In hackday, we like those who have the opportunity to follow up on the projects we have introduced. Generally speaking, this is because the project has made progress in some important aspects, which is always good. However, sometimes new details of the original project are available, which is where we find ourselves related to [Scott Bates] and his tactile smart knob project.

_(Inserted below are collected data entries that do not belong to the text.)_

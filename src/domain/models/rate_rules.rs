use serde::{Deserialize, Serialize};

#[derive(Debug, Serialize, Deserialize, Clone)]
#[serde(rename_all = "camelCase")]
pub struct RateRulesConfig {
    pub weekly_rules: WeeklyRule,
    #[serde(default)]
    pub special_events: Vec<SpecialEvent>,
}

#[derive(Debug, Serialize, Deserialize, Clone)]
#[serde(rename_all = "camelCase")]
pub struct WeeklyRule {
    pub is_active: bool,
    /// 0 = Sunday .. 6 = Saturday
    pub active_days: Vec<u8>,
    pub modifier_type: ModifierType,
    /// Multiplier for percentage (1.2 = +20%), absolute INR for fixed.
    pub modifier_value: f64,
}

#[derive(Debug, Serialize, Deserialize, Clone)]
#[serde(rename_all = "camelCase")]
pub struct SpecialEvent {
    pub id: String,
    pub name: String,
    pub start_date: String,
    pub end_date: String,
    pub modifier_type: ModifierType,
    pub modifier_value: f64,
}

#[derive(Debug, Serialize, Deserialize, Clone, Copy, PartialEq, Eq)]
#[serde(rename_all = "lowercase")]
pub enum ModifierType {
    Percentage,
    Fixed,
}
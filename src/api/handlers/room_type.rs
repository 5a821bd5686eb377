use axum::{Json, extract::{Path, State}, response::IntoResponse};
use chrono::Utc;
use crate::api::dtos::requests::RoomTypePayload;
use crate::domain::models::room_type::RoomType;
use crate::error::AppError;
use crate::state::AppState;
use std::sync::Arc;
use tracing::info;
use uuid::Uuid;

fn from_payload(id: String, payload: RoomTypePayload) -> RoomType {
    RoomType {
        id,
        name: payload.name,
        total_capacity: payload.total_capacity,
        base_price: payload.base_price,
        floor_price: payload.floor_price,
        ceiling_price: payload.ceiling_price,
        base_occupancy: payload.base_occupancy,
        amenities: payload.amenities,
        room_numbers: payload.room_numbers,
        extra_bed_charge: payload.extra_bed_charge,
    }
}

pub async fn list_room_types(State(state): State<Arc<AppState>>) -> Result<impl IntoResponse, AppError> {
    let room_types = state.room_type_repo.list().await?;
    Ok(Json(room_types))
}

pub async fn get_room_type(
    State(state): State<Arc<AppState>>,
    Path(id): Path<String>,
) -> Result<impl IntoResponse, AppError> {
    let room_type = state
        .room_type_repo
        .find_by_id(&id)
        .await?
        .ok_or(AppError::NotFound("Room type not found".into()))?;
    Ok(Json(room_type))
}

pub async fn create_room_type(
    State(state): State<Arc<AppState>>,
    Json(payload): Json<RoomTypePayload>,
) -> Result<impl IntoResponse, AppError> {
    let id = payload.id.clone().unwrap_or_else(|| Uuid::new_v4().to_string());
    let room_type = from_payload(id, payload);
    if !room_type.has_valid_price_band() {
        return Err(AppError::Validation("Price band must satisfy floor <= base <= ceiling".into()));
    }

    let created = state.room_type_repo.create(&room_type).await?;
    info!("Created room type {} ({})", created.name, created.id);
    Ok(Json(created))
}

pub async fn update_room_type(
    State(state): State<Arc<AppState>>,
    Path(id): Path<String>,
    Json(payload): Json<RoomTypePayload>,
) -> Result<impl IntoResponse, AppError> {
    state
        .room_type_repo
        .find_by_id(&id)
        .await?
        .ok_or(AppError::NotFound("Room type not found".into()))?;

    let room_type = from_payload(id, payload);
    if !room_type.has_valid_price_band() {
        return Err(AppError::Validation("Price band must satisfy floor <= base <= ceiling".into()));
    }

    let updated = state.room_type_repo.update(&room_type).await?;
    Ok(Json(updated))
}

pub async fn delete_room_type(
    State(state): State<Arc<AppState>>,
    Path(id): Path<String>,
) -> Result<impl IntoResponse, AppError> {
    state
        .room_type_repo
        .find_by_id(&id)
        .await?
        .ok_or(AppError::NotFound("Room type not found".into()))?;

    // a type with guests booked into it (now or later) must stay
    let today = Utc::now().date_naive().format("%Y-%m-%d").to_string();
    let bookings = state.booking_repo.list_by_room_type(&id).await?;
    let in_use = bookings
        .iter()
        .any(|b| b.status.is_active() && b.check_out.as_str() >= today.as_str());
    if in_use {
        return Err(AppError::Conflict("Room type has current or upcoming bookings".into()));
    }

    state.room_type_repo.delete(&id).await?;
    info!("Deleted room type {}", id);
    Ok(Json(serde_json::json!({ "status": "deleted" })))
}
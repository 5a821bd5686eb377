use axum::{Json, extract::{Path, Query, State}, response::IntoResponse};
use crate::api::dtos::requests::UpdateGuestRequest;
use crate::error::AppError;
use crate::state::AppState;
use serde::Deserialize;
use std::sync::Arc;
use tracing::info;

#[derive(Deserialize)]
pub struct GuestListParams {
    pub search: Option<String>,
}

pub async fn list_guests(
    State(state): State<Arc<AppState>>,
    Query(params): Query<GuestListParams>,
) -> Result<impl IntoResponse, AppError> {
    let guests = match params.search.as_deref().map(str::trim).filter(|s| !s.is_empty()) {
        Some(query) => state.guest_repo.search_by_name(query).await?,
        None => state.guest_repo.list().await?,
    };
    Ok(Json(guests))
}

pub async fn get_guest(
    State(state): State<Arc<AppState>>,
    Path(id): Path<i64>,
) -> Result<impl IntoResponse, AppError> {
    let guest = state
        .guest_repo
        .find_by_id(id)
        .await?
        .ok_or(AppError::NotFound("Guest profile not found".into()))?;
    Ok(Json(guest))
}

pub async fn update_guest(
    State(state): State<Arc<AppState>>,
    Path(id): Path<i64>,
    Json(payload): Json<UpdateGuestRequest>,
) -> Result<impl IntoResponse, AppError> {
    let mut guest = state
        .guest_repo
        .find_by_id(id)
        .await?
        .ok_or(AppError::NotFound("Guest profile not found".into()))?;

    if let Some(name) = payload.name {
        guest.name = name;
    }
    if let Some(phone) = payload.phone_number {
        guest.phone_number = phone;
    }
    if let Some(email) = payload.email {
        guest.email = Some(email);
    }
    if let Some(id_type) = payload.id_type {
        guest.id_type = Some(id_type);
    }
    if let Some(id_number) = payload.id_number {
        guest.id_number = Some(id_number);
    }
    if let Some(address) = payload.address {
        guest.address = Some(address);
    }
    if let Some(dob) = payload.dob {
        guest.dob = Some(dob);
    }
    if let Some(nationality) = payload.nationality {
        guest.nationality = Some(nationality);
    }
    if let Some(preferences) = payload.preferences {
        guest.preferences = Some(preferences);
    }

    let updated = state.guest_repo.update(&guest).await?;
    Ok(Json(updated))
}

pub async fn delete_guest(
    State(state): State<Arc<AppState>>,
    Path(id): Path<i64>,
) -> Result<impl IntoResponse, AppError> {
    state.guest_repo.delete(id).await?;
    info!("Deleted guest profile {}", id);
    Ok(Json(serde_json::json!({ "status": "deleted" })))
}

Alert readers may recall that [Scott] announced the project as early as March. It caused quite a stir and received a lot of praise. There was also a sentence “why didn’t I think of this?” seismic waves. And there are sufficient reasons; The construction quality is very good, and the idea is simple and powerful. Scott invented an input device that could be reprogrammed in flight by installing a knob on the shaft of a brushless DC motor and a small circular LCD screen in the middle. The BLDC can provide a virtual stop at any time interval, while generating tactile feedback for button press, and the LCD screen can provide user feedback.
But how was such a thing built? This is the theme of the current video, which has a lot of concise design details and construction insights. Scott’s biggest challenge was to support the LCD screen in the middle of the knob while still allowing the knob and motor to rotate. Sadly, part of the solution is a hollow shaft motor, which was out of stock soon after he released the project; Hope to find a suitable substitute as soon as possible. Another ingenious feature is the way [Scott] installed the micro strain gauge into the PCB itself, which can pick up the knob as an input button. We also found that the way to provide touch of keys by quickly pulling the motor shaft is very clever.
This is a project that looks like it’s waiting for a solution to a problem, and you’re just building it to cool down the factors. Salute [Scott] for tracking a sweet figure with the same interesting details.